_REQUIRED ACTION_:
Within the records that follow, find every line containing the string "CheckoutRequest". Copy those lines.

Collected data entries:

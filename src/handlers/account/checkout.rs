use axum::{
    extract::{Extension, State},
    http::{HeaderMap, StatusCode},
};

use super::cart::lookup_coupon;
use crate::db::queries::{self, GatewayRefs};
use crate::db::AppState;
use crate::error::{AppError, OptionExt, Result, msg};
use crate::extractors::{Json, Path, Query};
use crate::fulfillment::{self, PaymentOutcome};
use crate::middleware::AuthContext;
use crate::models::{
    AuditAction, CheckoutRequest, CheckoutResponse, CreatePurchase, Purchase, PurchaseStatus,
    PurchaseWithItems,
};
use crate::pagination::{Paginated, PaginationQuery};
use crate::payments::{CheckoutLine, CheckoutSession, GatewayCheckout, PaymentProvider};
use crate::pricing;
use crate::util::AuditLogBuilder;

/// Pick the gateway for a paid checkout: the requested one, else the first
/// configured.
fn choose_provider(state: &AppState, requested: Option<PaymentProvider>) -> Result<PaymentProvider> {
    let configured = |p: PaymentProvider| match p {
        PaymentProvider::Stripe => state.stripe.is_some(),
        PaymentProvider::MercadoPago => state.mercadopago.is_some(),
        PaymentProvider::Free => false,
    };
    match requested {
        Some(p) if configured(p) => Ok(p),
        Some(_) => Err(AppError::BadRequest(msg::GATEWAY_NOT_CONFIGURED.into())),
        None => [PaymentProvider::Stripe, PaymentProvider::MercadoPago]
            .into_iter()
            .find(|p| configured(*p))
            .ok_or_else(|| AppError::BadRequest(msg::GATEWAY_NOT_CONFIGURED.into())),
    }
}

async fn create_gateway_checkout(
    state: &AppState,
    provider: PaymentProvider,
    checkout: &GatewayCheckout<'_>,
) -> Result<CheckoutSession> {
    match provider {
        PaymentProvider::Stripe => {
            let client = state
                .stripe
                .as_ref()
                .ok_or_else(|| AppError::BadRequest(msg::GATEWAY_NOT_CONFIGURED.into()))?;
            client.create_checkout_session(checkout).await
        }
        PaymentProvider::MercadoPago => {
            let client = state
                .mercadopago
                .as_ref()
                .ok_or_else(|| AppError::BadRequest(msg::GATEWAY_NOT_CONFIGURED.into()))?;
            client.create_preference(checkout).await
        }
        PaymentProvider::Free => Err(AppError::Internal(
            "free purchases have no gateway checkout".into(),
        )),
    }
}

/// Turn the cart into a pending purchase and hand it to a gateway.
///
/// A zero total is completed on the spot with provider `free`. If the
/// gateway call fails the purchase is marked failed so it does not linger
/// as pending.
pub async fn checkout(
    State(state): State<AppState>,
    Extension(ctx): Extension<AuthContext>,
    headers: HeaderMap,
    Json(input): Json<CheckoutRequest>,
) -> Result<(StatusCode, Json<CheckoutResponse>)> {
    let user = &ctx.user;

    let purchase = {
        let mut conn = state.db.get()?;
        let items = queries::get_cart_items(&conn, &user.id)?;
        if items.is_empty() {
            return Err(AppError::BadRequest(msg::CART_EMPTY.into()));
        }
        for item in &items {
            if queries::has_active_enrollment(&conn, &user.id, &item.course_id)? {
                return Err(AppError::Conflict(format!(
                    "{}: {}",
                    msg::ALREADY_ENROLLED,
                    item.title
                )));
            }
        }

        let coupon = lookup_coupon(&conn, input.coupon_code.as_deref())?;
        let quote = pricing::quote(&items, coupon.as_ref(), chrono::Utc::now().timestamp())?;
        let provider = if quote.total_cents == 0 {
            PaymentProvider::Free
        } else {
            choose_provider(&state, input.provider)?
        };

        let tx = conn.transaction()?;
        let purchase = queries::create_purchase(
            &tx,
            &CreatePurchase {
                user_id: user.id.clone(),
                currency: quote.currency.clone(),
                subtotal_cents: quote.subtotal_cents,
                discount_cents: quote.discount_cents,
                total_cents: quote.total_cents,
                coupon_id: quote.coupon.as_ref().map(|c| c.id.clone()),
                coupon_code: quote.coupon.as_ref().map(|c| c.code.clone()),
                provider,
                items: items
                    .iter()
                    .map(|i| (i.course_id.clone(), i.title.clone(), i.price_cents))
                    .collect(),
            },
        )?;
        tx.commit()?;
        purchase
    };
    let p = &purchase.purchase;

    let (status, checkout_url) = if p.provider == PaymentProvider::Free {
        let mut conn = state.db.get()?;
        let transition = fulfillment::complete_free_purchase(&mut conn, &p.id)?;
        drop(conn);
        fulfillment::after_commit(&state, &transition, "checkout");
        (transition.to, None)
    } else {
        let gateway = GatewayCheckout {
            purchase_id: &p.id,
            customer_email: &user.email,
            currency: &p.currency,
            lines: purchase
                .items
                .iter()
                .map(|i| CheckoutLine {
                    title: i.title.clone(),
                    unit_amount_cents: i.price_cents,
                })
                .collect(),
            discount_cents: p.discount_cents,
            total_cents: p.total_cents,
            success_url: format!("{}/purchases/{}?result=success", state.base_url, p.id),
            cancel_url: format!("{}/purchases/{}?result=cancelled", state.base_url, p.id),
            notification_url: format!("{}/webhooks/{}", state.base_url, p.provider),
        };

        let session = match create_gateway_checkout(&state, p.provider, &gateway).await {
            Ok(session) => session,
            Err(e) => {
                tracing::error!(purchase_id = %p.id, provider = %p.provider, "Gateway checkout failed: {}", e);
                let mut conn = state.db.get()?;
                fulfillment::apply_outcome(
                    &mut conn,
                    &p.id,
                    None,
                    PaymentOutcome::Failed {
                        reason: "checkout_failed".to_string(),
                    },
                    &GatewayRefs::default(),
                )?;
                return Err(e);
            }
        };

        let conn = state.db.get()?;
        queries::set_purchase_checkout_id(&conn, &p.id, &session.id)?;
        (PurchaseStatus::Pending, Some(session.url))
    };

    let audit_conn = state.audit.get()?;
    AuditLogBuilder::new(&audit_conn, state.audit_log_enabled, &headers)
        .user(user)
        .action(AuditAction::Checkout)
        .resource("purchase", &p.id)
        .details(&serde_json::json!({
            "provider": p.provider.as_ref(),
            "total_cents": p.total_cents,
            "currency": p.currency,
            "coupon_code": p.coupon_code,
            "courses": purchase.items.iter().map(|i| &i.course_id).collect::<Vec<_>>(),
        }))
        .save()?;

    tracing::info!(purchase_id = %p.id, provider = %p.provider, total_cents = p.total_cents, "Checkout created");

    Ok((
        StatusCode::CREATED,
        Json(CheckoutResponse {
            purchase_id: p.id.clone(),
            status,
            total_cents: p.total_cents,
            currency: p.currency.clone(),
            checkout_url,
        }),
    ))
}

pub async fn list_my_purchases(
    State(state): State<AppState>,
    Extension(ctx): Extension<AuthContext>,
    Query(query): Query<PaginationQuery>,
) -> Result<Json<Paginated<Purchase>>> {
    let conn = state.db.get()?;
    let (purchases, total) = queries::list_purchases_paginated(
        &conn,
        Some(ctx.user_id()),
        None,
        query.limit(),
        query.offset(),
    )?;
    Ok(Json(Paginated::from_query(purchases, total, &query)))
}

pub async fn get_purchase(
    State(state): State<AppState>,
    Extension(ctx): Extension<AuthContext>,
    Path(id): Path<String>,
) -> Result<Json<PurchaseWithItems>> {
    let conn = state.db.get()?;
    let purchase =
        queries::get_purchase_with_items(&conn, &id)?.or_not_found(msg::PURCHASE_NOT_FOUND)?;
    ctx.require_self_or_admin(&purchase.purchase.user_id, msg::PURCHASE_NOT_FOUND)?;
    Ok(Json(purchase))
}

_TASK OUTPUT_:
    AuditAction, CheckoutRequest, CheckoutResponse, CreatePurchase, Purchase, PurchaseStatus,
    Json(input): Json<CheckoutRequest>,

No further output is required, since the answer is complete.